Is childhood ever a thing of the past? And further, is our childhood something over which we have had no control? Isn’t it true that some people just happen to have a happy childhood and others a miserable one—and that others fall somewhere in between? Isn’t it best to focus on the present and—if necessary—to forget the past?

Rather, being a child is important. It is important to the child of course, but it is also important to the adult—because every person remains a child. They are always the son or daughter of someone, and this relationship, this understanding of oneself, is greatly significant in every other relationship.

What has happened to us when we were children is important. More important than this is whether we learned what it is to be a child when we were a child. If there is something we failed to learn at one point in our lives, it catches up with us all along the way. What has to be learned still has to be learned, even if in our eighties. Some, who have refused to learn what was important to learn at a certain point in life, come to their old age, emotionally speaking, as children. Some are trying to cope with parenthood with matters still unresolved with their own parents.

We start life as children because we are created to be children—of God. We were never intended to be free standing, self-authenticating beings. Our life is intended to flow from the fact that God is our Father, and our parents, no matter how well they performed, have been a witness to this fact.

Somehow, somewhere, everyone must come to be happily a child—or be locked into immaturity, low self-awareness, and probably resentment and bitterness and a reaction to everything that happened when they were young. The tragedy in this is not just the human turmoil which ensues but the side-lining of God which results. For some this is worked out by turning to atheism. Others still believe in God but may never have a deep contentment which arises from being able to trust in God as Father.
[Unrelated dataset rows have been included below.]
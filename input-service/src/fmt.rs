//! Logging macros routed to `defmt` or `log`, whichever backend feature is enabled

#[cfg(all(feature = "log", feature = "defmt", not(doc)))]
compile_error!("features `log` and `defmt` are mutually exclusive");

/// Backend dispatch shared by the level macros
#[cfg(all(not(doc), feature = "defmt"))]
#[doc(hidden)]
#[macro_export]
macro_rules! __log {
    ($level:ident, $s:literal $(, $x:expr)*) => {
        {
            ::defmt::$level!($s $(, $x)*);
        }
    };
}

/// Backend dispatch shared by the level macros
#[cfg(all(not(doc), feature = "log"))]
#[doc(hidden)]
#[macro_export]
macro_rules! __log {
    ($level:ident, $s:literal $(, $x:expr)*) => {
        {
            ::log::$level!($s $(, $x)*);
        }
    };
}

// No backend: arguments are still borrowed so call sites type-check the same way
#[cfg(any(doc, not(any(feature = "defmt", feature = "log"))))]
#[doc(hidden)]
#[macro_export]
macro_rules! __log {
    ($level:ident, $s:literal $(, $x:expr)*) => {
        {
            let _ = ($( & $x ),*);
        }
    };
}

/// Logs a trace message using the underlying logger
#[macro_export]
#[collapse_debuginfo(yes)]
macro_rules! trace {
    ($s:literal $(, $x:expr)* $(,)?) => {
        $crate::__log!(trace, $s $(, $x)*)
    };
}

/// Logs a debug message using the underlying logger
#[macro_export]
#[collapse_debuginfo(yes)]
macro_rules! debug {
    ($s:literal $(, $x:expr)* $(,)?) => {
        $crate::__log!(debug, $s $(, $x)*)
    };
}

/// Logs an info message using the underlying logger
#[macro_export]
#[collapse_debuginfo(yes)]
macro_rules! info {
    ($s:literal $(, $x:expr)* $(,)?) => {
        $crate::__log!(info, $s $(, $x)*)
    };
}

/// Logs a warning using the underlying logger
#[macro_export]
#[collapse_debuginfo(yes)]
macro_rules! warn {
    ($s:literal $(, $x:expr)* $(,)?) => {
        $crate::__log!(warn, $s $(, $x)*)
    };
}

/// Logs an error using the underlying logger
#[macro_export]
#[collapse_debuginfo(yes)]
macro_rules! error {
    ($s:literal $(, $x:expr)* $(,)?) => {
        $crate::__log!(error, $s $(, $x)*)
    };
}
Where we do not experience the love of the Father—the love of the one who has responsibility for us and authority over us—we have a constant need for a ‘warm fuzzy’ or an ‘emotional fix’. We must be surrounded with pleasantness and prosperity. We must have escape routes from any problem which may cause us pain. Husbands may lean on their wives as a replacement mother; they may demand that they fulfil the sexual fantasies of their childhood—or find another woman who will do so. Others need to indulge every appetite—for food or whatever. Many never become free of the opinions of others, cannot bear the strain of acting differently from peers and must have an eye to what is popular.

There is a central core of our being which must have the rich contentment of being important to a parent, but especially to the Heavenly Father—to have their approval and receive their support.

Learning ‘childhood’

Let us look first at what it means to be a child of our parents. What is it important to learn about being a child?
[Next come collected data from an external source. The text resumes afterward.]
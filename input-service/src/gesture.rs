//! Gesture event data types and sink interfaces
use embassy_sync::blocking_mutex::raw::RawMutex;
use embassy_sync::channel::Sender;
use embassy_time::{Duration, Instant};

/// Maximum number of press edges a single gesture can hold
pub const MAX_PRESSES: usize = 32;

/// Logical input channel, identified by the id it was configured with
#[derive(Debug, Clone, Copy, PartialEq, Eq, PartialOrd, Ord, Hash)]
#[cfg_attr(feature = "defmt", derive(defmt::Format))]
#[cfg_attr(feature = "serde", derive(serde::Serialize, serde::Deserialize), serde(transparent))]
pub struct Channel(pub u8);

impl Channel {
    /// Returns true if `other` sits directly next to this channel in the physical layout
    pub fn is_adjacent(self, other: Channel) -> bool {
        self.0.abs_diff(other.0) == 1
    }
}

/// Debounced level change on a channel
#[derive(Debug, Clone, Copy, PartialEq, Eq)]
#[cfg_attr(feature = "defmt", derive(defmt::Format))]
pub enum Edge {
    /// Channel became pressed
    Pressed,
    /// Channel became released, `held` is the time since its press edge
    Released {
        /// How long the channel was held
        held: Duration,
    },
}

/// Edge observed on a channel at a given time
#[derive(Debug, Clone, Copy, PartialEq, Eq)]
#[cfg_attr(feature = "defmt", derive(defmt::Format))]
pub struct EdgeEvent {
    /// Channel the edge occurred on
    pub channel: Channel,
    /// Edge direction
    pub edge: Edge,
    /// Time the edge was accepted
    pub time: Instant,
}

/// Gesture taxonomy
#[derive(Debug, Clone, Copy, PartialEq, Eq)]
#[cfg_attr(feature = "defmt", derive(defmt::Format))]
#[cfg_attr(
    feature = "serde",
    derive(serde::Serialize, serde::Deserialize),
    serde(rename_all = "snake_case")
)]
pub enum Category {
    /// One short press on one channel
    SingleClick,
    /// One channel held past the long press threshold
    LongPress,
    /// Repeated presses, or presses on several channels that do not form a slide
    MultiPress,
    /// Quick presses sweeping across adjacent channels
    Slide,
    /// Nothing to classify
    Unknown,
}

impl Category {
    /// Name used when the gesture is forwarded to a remote consumer
    pub fn as_str(self) -> &'static str {
        match self {
            Category::SingleClick => "single_click",
            Category::LongPress => "long_press",
            Category::MultiPress => "multi_press",
            Category::Slide => "slide",
            Category::Unknown => "unknown",
        }
    }
}

/// Deduplicated, ascending set of channels
pub type ChannelSet = heapless::Vec<Channel, MAX_PRESSES>;

/// Result of classifying one gesture session
#[derive(Debug, Clone, PartialEq)]
#[cfg_attr(feature = "defmt", derive(defmt::Format))]
#[cfg_attr(feature = "serde", derive(serde::Serialize, serde::Deserialize))]
pub struct ClassifiedGesture {
    /// False when the session held nothing to classify
    pub is_valid: bool,
    /// Gesture category
    pub category: Category,
    /// Channels involved, deduplicated and ascending
    pub channels: ChannelSet,
    /// Time from the first press to the moment the session was closed
    pub duration_seconds: f32,
}

impl ClassifiedGesture {
    /// An empty, unclassifiable result
    pub fn invalid() -> Self {
        Self {
            is_valid: false,
            category: Category::Unknown,
            channels: ChannelSet::new(),
            duration_seconds: 0.0,
        }
    }
}

impl Default for ClassifiedGesture {
    fn default() -> Self {
        Self::invalid()
    }
}

/// Consumer of completed gestures.
///
/// Delivery is fire-and-forget: a sink that cannot accept a gesture drops it.
pub trait GestureSink {
    /// Hand over one completed gesture
    fn send(&mut self, gesture: ClassifiedGesture);
}

impl<F: FnMut(ClassifiedGesture)> GestureSink for F {
    fn send(&mut self, gesture: ClassifiedGesture) {
        self(gesture)
    }
}

impl<M: RawMutex, const N: usize> GestureSink for Sender<'_, M, ClassifiedGesture, N> {
    fn send(&mut self, gesture: ClassifiedGesture) {
        let category = gesture.category;
        if self.try_send(gesture).is_err() {
            crate::warn!("Gesture queue full, dropping {}", category.as_str());
        }
    }
}

/// Observer of raw edges and completed classifications, for logging and tooling
pub trait Diagnostics {
    /// Called for every accepted press or release edge
    fn edge(&mut self, _event: &EdgeEvent) {}

    /// Called for every completed classification, before it reaches the sink
    fn classified(&mut self, _gesture: &ClassifiedGesture) {}
}

impl Diagnostics for () {}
Children need to learn to be loved. We may say that children don’t need to learn this, and, in fact, that they presumptuously demand to be loved. Children may demand the fruits of being loved but I am not at all sure that they easily learn to be loved. They may be consumers—of food, of time, of affection, of resources—but they do not necessarily become aware of the fact that they are loved.

Consider the occasion when Jesus fed 5000 people, people who then wanted him to be their king, and to whom he said that they had not seen the miracle he performed. They had eaten it but they had not seen it. They wanted the fruits of his loving but they did not want him. They wanted to be served but not to be loved.

To be loved is to be in a relationship. It involves understanding that parents—or anyone else who has benefited us—have given what we received. It involves our being grateful. It means knowing that we are important to them and that what we do matters to them—so that we are eager to please them.

To be a child is to be in a relationship of submission to authority. Given the great desire that we all have to get our own way, it is not surprising if, at this point, the matter of love gets engulfed by plots and contrivances and strategies and negotiations to arrange the relationship so that we still have freedom to achieve our own ends.

Then enters another complication. Brothers and sisters. They also have their goals—and their strategies. We may well have become suspicious of their designs (the same as our own!) and developed other strategies for minimising our losses. Then also, we may have become suspicious, or persuaded, that our parents were on the side of our brothers and sisters.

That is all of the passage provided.